JVM: What do you think excellence in long-form editing means? In terms of what qualities must an acquiring editor who handles developmental edits have?

LG: Given the aforementioned invisibility, I have to presume that most of the Hugo nominating population is basing their selection on the merits of the books an editor has acquired, or on the editor’s public works and persona. These are both important parts of the job, but they
constitute a tiny fraction of an in-house editor’s day-to-day workload. Then there’s the actual claws-out editing of books, which is just another small section of the job, but–since it’s my favorite part — I like to pretend is what all the hubub is about. But I don’t think there’s a concrete set of qualities an editor must have. Every book is different, and every book teaches you what it needs, be it a large swath of developmental edits or a meticulous line-by-line polish. And at least half the trick of editing is knowing what to leave alone.

JVM: Are there any role models or other editors you have found particularly inspirational personally?
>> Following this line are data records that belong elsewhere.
impl FlowPeer {
    /// Peer that will send HELLO_THERE to `peer_addr`.
    ///
    /// `local_addr` is this side's address as the peer sees it.
    pub fn initiator<E: Environment>(
        env: &E,
        local_addr: SocketAddr,
        peer_addr: SocketAddr,
        config: LinkConfig,
        now: Instant,
    ) -> Self {
        let role = Role::Initiator(Initiator::new(env, config.max_decrypt_failures));
        Self::with_role(role, local_addr, peer_addr, config, now)
    }

    /// Peer that waits for HELLO_THERE from `peer_addr`.
    pub fn responder<E: Environment>(
        env: &E,
        local_addr: SocketAddr,
        peer_addr: SocketAddr,
        config: LinkConfig,
        now: Instant,
    ) -> Self {
        let role = Role::Responder(Responder::new(env, config.max_decrypt_failures));
        Self::with_role(role, local_addr, peer_addr, config, now)
    }

    fn with_role(
        role: Role,
        local_addr: SocketAddr,
        peer_addr: SocketAddr,
        config: LinkConfig,
        now: Instant,
    ) -> Self {
        Self {
            role,
            local_addr,
            peer_addr,
            config,
            session: None,
            closed: false,
            started: now,
            last_inbound: now,
        }
    }

    /// Role this side plays
    #[must_use]
    pub fn role(&self) -> FlowRole {
        match self.role {
            Role::Initiator(_) => FlowRole::Initiator,
            Role::Responder(_) => FlowRole::Responder,
        }
    }

    /// Handshake state
    #[must_use]
    pub fn state(&self) -> HandshakeState {
        match &self.role {
            Role::Initiator(initiator) => initiator.state(),
            Role::Responder(responder) => responder.state(),
        }
    }

    /// Remote address
    #[must_use]
    pub fn peer_addr(&self) -> SocketAddr {
        self.peer_addr
    }

    /// True after KYS, a timeout or a desynchronized session
    #[must_use]
    pub fn is_closed(&self) -> bool {
        self.closed
    }

    /// Current session, if keys have been agreed
    #[must_use]
    pub fn session(&self) -> Option<&Session> {
        self.session.as_ref()
    }

    /// Initiator: send HELLO_THERE.
    ///
    /// # Errors
    ///
    /// Returns [`LinkError::InvalidState`] on a responder, after close, or
    /// once the hello was sent.
    pub fn connect(&mut self, now: Instant) -> Result<Vec<FlowAction>> {
        let state = self.state();
        let initiator = match (&mut self.role, self.closed) {
            (Role::Initiator(initiator), false) => initiator,
            _ => return Err(LinkError::InvalidState { state, operation: "say hello" }),
        };

        let offer = initiator.offer()?;
        self.started = now;
        self.last_inbound = now;

        tracing::debug!(peer = %self.peer_addr, "Sending hello");
        Ok(vec![FlowAction::Send(NetflowDatagram::HelloThere(offer))])
    }

    /// Process one datagram received from `from`.
    ///
    /// # Errors
    ///
    /// - [`LinkError::Protocol`] for an undecodable datagram
    /// - [`LinkError::UnknownPeer`] if `from` is not the peer
    /// - [`LinkError::Handshake`] for a failed key exchange step; the peer
    ///   is back in `Init`
    /// - [`LinkError::Crypto`] or [`LinkError::InvalidPayload`] for a message
    ///   that does not open
    /// - [`LinkError::UnexpectedDatagram`] for a kind that does not fit the
    ///   role and state
    pub fn handle_datagram<E: Environment>(
        &mut self,
        env: &E,
        bytes: &[u8],
        from: SocketAddr,
        now: Instant,
    ) -> Result<Vec<FlowAction>> {
        let datagram = NetflowDatagram::decode(bytes)?;

        if from != self.peer_addr {
            tracing::warn!(peer = %self.peer_addr, from = %from, "Datagram from unknown peer");
            return Err(LinkError::UnknownPeer(from));
        }

        if matches!(datagram, NetflowDatagram::Kys) {
            tracing::debug!(peer = %from, state = ?self.state(), "Peer tore down the session");
            self.close();
            return Ok(vec![FlowAction::Close { reason: "peer sent KYS".to_string() }]);
        }

        let state = self.state();
        if self.closed {
            return Err(LinkError::InvalidState { state, operation: "receive after close" });
        }

        let result = self.handle_inner(env, datagram, now);
        match result {
            Err(err) if err.is_session_fatal() => {
                tracing::warn!(peer = %self.peer_addr, error = %err, "Discarding session");
                self.close();
                Ok(vec![FlowAction::Close { reason: err.to_string() }])
            },
            Err(err) if self.state() == HandshakeState::Failed => {
                tracing::debug!(peer = %self.peer_addr, error = %err, "Restarting handshake");
                self.restart(env, now);
                Err(err)
            },
            other => other,
        }
    }

    /// Back to `Init` in the same role with a fresh key pair.
    fn restart<E: Environment>(&mut self, env: &E, now: Instant) {
        let max_failures = self.config.max_decrypt_failures;
        self.role = match self.role {
            Role::Initiator(_) => Role::Initiator(Initiator::new(env, max_failures)),
            Role::Responder(_) => Role::Responder(Responder::new(env, max_failures)),
        };
        self.session = None;
        self.started = now;
        self.last_inbound = now;
    }

    fn handle_inner<E: Environment>(
        &mut self,
        env: &E,
        datagram: NetflowDatagram,
        now: Instant,
    ) -> Result<Vec<FlowAction>> {
        let state = self.state();
        match (&mut self.role, datagram) {
            (Role::Responder(responder), NetflowDatagram::HelloThere(offer)) => {
                let challenge = responder.on_offer(env, &offer, self.peer_addr)?;
                self.started = now;
                self.last_inbound = now;
                tracing::debug!(peer = %self.peer_addr, "Answering hello");
                Ok(vec![FlowAction::Send(NetflowDatagram::GeneralKenobi(challenge))])
            },
            (Role::Initiator(initiator), NetflowDatagram::GeneralKenobi(challenge)) => {
                let (response, session) =
                    initiator.on_challenge(&challenge, self.local_addr, self.peer_addr)?;
                self.session = Some(session);
                self.last_inbound = now;
                tracing::debug!(peer = %self.peer_addr, "Answered challenge");
                Ok(vec![FlowAction::Send(NetflowDatagram::TheNegotiator(response))])
            },
            (Role::Responder(responder), NetflowDatagram::TheNegotiator(response)) => {
                let peer = self.peer_addr;
                let session = responder.on_response(&response, peer).map_err(|err| {
                    tracing::warn!(peer = %peer, error = %err, "Challenge confirmation failed");
                    err
                })?;
                self.session = Some(session);
                self.last_inbound = now;
                tracing::debug!(peer = %self.peer_addr, "Session established");
                Ok(vec![FlowAction::Established])
            },
            (role, NetflowDatagram::Message(sealed)) => {
                let session = self
                    .session
                    .as_mut()
                    .ok_or(LinkError::InvalidState { state, operation: "open message" })?;
                let text = open_message(session, &sealed)?;
                self.last_inbound = now;

                let mut actions = Vec::with_capacity(2);
                if let Role::Initiator(initiator) = role {
                    if initiator.state() == HandshakeState::ChallengeResponded {
                        initiator.mark_established()?;
                        tracing::debug!(peer = %self.peer_addr, "Session established");
                        actions.push(FlowAction::Established);
                    }
                }
                actions.push(FlowAction::Message(text));
                Ok(actions)
            },
            (_, datagram) => {
                tracing::warn!(
                    peer = %self.peer_addr,
                    kind = ?datagram.kind(),
                    ?state,
                    "Unexpected datagram"
                );
                Err(LinkError::UnexpectedDatagram {
                    state,
                    family: NetflowDatagram::FAMILY,
                    tag: datagram.kind().to_u32(),
                })
            },
        }
    }

    /// Seal `text` as a MESSAGE.
    ///
    /// # Errors
    ///
    /// Returns [`LinkError::InvalidState`] before keys are agreed or after
    /// close.
    pub fn send_message<E: Environment>(
        &mut self,
        env: &E,
        text: &str,
    ) -> Result<Vec<FlowAction>> {
        let state = self.state();
        let session = match (&self.session, self.closed) {
            (Some(session), false) => session,
            _ => return Err(LinkError::InvalidState { state, operation: "send message" }),
        };
        Ok(vec![FlowAction::Send(seal_message(session, env, text)?)])
    }

    /// Send KYS and discard all state.
    pub fn teardown(&mut self) -> Vec<FlowAction> {
        tracing::debug!(peer = %self.peer_addr, "Tearing down session");
        self.close();
        vec![
            FlowAction::Send(NetflowDatagram::Kys),
            FlowAction::Close { reason: "local teardown".to_string() },
        ]
    }

    /// Check handshake and idle timeouts.
    pub fn tick(&mut self, now: Instant) -> Vec<FlowAction> {
        if self.closed {
            return Vec::new();
        }

        let timeout = match self.state() {
            HandshakeState::KeySent | HandshakeState::ChallengeResponded => {
                let elapsed = now.duration_since(self.started);
                (elapsed > self.config.handshake_timeout)
                    .then_some(LinkError::HandshakeTimeout { elapsed })
            },
            HandshakeState::Established => {
                let elapsed = now.duration_since(self.last_inbound);
                (elapsed > self.config.idle_timeout).then_some(LinkError::IdleTimeout { elapsed })
            },
            HandshakeState::Init | HandshakeState::Failed => None,
        };

        match timeout {
            Some(err) => {
                tracing::debug!(peer = %self.peer_addr, error = %err, "Closing session");
                self.close();
                vec![FlowAction::Close { reason: err.to_string() }]
            },
            None => Vec::new(),
        }
    }

    fn close(&mut self) {
        self.session = None;
        self.closed = true;
    }
}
LG: Obviously most of my mentors are the folks I’ve worked for and with at Tor: Anna Genoese and Jim Minz, who ran the internship program that introduced me to book editing and answered countless questions; Jim Frenkel, who I assisted for six or seven years; Patrick Nielsen Hayden, who I still do; and Tom Doherty, who’s made an immeasurable diference to the way the field looks today. In terms of inspiration, though, I’d cite Juliet Ulman, whose sensibilities are eerily close to mine, and Gavin Grant and Kelly Link, whose Small Beer Press seems to me like a fantasy storybook version of what a publishing house should be.

Many thanks to Liz Gorinsky for her time, and congratulations on her well-deserved nomination!